***** EXTRACTED RECORDS

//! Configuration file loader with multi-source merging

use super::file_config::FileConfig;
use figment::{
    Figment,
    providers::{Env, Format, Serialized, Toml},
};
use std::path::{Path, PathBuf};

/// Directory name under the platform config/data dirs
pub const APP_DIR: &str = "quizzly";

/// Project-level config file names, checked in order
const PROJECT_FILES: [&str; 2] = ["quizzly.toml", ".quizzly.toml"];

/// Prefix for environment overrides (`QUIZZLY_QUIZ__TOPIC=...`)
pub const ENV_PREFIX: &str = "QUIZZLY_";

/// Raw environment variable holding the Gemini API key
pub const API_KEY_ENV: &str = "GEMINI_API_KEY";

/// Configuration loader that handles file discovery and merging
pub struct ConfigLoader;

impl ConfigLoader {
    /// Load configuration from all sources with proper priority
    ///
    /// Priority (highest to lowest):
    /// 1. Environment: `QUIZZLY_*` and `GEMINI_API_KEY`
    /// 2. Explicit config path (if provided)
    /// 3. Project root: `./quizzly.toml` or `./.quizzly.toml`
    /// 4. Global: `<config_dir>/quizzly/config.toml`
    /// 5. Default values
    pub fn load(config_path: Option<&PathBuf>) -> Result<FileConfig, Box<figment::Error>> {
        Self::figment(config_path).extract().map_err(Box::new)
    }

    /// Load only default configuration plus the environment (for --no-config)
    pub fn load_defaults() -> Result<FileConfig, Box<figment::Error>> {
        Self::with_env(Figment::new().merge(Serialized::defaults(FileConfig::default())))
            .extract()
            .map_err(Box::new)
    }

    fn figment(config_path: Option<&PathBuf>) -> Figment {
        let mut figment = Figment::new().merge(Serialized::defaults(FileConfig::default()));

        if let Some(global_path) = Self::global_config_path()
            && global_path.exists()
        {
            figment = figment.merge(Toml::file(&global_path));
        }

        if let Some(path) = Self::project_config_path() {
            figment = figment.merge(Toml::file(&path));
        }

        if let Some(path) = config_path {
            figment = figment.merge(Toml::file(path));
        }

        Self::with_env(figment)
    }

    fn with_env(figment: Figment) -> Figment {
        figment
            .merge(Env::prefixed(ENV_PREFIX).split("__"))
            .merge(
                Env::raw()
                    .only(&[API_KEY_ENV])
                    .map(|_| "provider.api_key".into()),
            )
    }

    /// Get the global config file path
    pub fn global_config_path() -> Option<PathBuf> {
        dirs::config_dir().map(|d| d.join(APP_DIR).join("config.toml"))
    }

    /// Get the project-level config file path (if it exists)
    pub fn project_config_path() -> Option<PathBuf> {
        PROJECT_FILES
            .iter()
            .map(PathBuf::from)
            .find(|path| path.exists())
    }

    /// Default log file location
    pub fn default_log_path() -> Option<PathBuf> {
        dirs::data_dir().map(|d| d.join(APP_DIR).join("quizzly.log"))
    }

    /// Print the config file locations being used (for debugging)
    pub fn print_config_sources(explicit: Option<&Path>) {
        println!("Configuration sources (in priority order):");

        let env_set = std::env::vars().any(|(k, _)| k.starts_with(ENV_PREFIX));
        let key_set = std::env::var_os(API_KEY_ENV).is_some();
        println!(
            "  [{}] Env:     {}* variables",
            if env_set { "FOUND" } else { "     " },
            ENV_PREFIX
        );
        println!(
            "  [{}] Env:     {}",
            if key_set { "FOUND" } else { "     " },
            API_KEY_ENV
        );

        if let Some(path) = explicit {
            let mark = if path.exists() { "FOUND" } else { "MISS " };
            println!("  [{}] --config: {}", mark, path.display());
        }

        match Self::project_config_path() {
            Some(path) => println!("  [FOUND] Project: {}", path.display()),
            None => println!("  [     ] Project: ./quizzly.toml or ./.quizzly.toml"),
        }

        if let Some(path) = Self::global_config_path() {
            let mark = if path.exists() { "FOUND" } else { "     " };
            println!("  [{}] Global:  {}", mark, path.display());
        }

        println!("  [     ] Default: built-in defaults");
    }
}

**********
***** EXTRACTED RECORDS

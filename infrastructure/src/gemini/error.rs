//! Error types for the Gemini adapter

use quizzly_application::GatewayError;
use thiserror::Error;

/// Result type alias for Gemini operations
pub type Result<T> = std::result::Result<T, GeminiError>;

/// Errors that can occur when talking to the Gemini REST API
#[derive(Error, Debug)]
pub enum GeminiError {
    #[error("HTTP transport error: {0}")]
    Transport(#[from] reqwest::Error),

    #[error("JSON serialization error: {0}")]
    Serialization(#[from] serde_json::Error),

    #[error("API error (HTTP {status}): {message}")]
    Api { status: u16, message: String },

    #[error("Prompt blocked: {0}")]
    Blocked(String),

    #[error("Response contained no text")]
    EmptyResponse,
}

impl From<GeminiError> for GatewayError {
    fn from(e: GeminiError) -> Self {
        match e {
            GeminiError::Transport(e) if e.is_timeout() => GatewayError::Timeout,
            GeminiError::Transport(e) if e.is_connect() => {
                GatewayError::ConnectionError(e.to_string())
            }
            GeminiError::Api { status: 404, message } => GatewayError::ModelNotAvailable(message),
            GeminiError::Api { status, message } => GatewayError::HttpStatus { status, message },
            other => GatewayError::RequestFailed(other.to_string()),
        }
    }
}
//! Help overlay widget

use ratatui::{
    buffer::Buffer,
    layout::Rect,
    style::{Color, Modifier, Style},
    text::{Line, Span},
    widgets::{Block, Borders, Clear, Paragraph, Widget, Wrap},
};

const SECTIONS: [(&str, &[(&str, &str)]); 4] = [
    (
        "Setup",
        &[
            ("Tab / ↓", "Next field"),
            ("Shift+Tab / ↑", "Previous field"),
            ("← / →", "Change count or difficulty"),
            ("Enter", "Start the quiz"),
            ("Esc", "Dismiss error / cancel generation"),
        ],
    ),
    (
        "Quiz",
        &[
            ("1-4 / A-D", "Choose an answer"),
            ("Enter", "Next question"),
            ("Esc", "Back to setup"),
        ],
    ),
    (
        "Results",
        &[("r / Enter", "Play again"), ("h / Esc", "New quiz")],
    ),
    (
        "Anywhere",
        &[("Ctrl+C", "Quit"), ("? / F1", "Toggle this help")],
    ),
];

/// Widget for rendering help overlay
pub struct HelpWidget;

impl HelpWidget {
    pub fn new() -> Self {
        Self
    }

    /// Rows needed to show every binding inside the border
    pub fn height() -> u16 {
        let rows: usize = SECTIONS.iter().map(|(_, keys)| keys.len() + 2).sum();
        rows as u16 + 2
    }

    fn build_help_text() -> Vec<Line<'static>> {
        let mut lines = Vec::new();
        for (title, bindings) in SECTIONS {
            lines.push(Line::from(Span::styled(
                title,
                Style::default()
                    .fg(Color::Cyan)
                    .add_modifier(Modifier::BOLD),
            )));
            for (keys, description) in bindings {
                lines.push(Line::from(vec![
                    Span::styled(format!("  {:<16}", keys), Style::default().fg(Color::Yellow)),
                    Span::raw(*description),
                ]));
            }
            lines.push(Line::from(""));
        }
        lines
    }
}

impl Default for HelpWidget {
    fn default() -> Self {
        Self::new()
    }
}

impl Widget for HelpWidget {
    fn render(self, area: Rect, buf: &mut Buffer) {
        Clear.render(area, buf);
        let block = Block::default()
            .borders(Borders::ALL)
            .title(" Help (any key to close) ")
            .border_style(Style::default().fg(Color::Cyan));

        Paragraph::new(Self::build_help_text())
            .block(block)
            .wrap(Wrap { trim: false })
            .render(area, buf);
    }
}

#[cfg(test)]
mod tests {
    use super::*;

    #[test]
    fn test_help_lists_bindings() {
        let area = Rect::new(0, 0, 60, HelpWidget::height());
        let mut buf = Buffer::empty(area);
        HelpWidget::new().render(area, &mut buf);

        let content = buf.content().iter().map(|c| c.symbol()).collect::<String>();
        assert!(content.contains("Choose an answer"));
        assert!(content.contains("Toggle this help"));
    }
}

**********

EXERCISE DIRECTIONS: The answer must be all the lines above that hold the word "super".

RESPONSE TO THIS TASK:
use super::file_config::FileConfig;
    use super::*;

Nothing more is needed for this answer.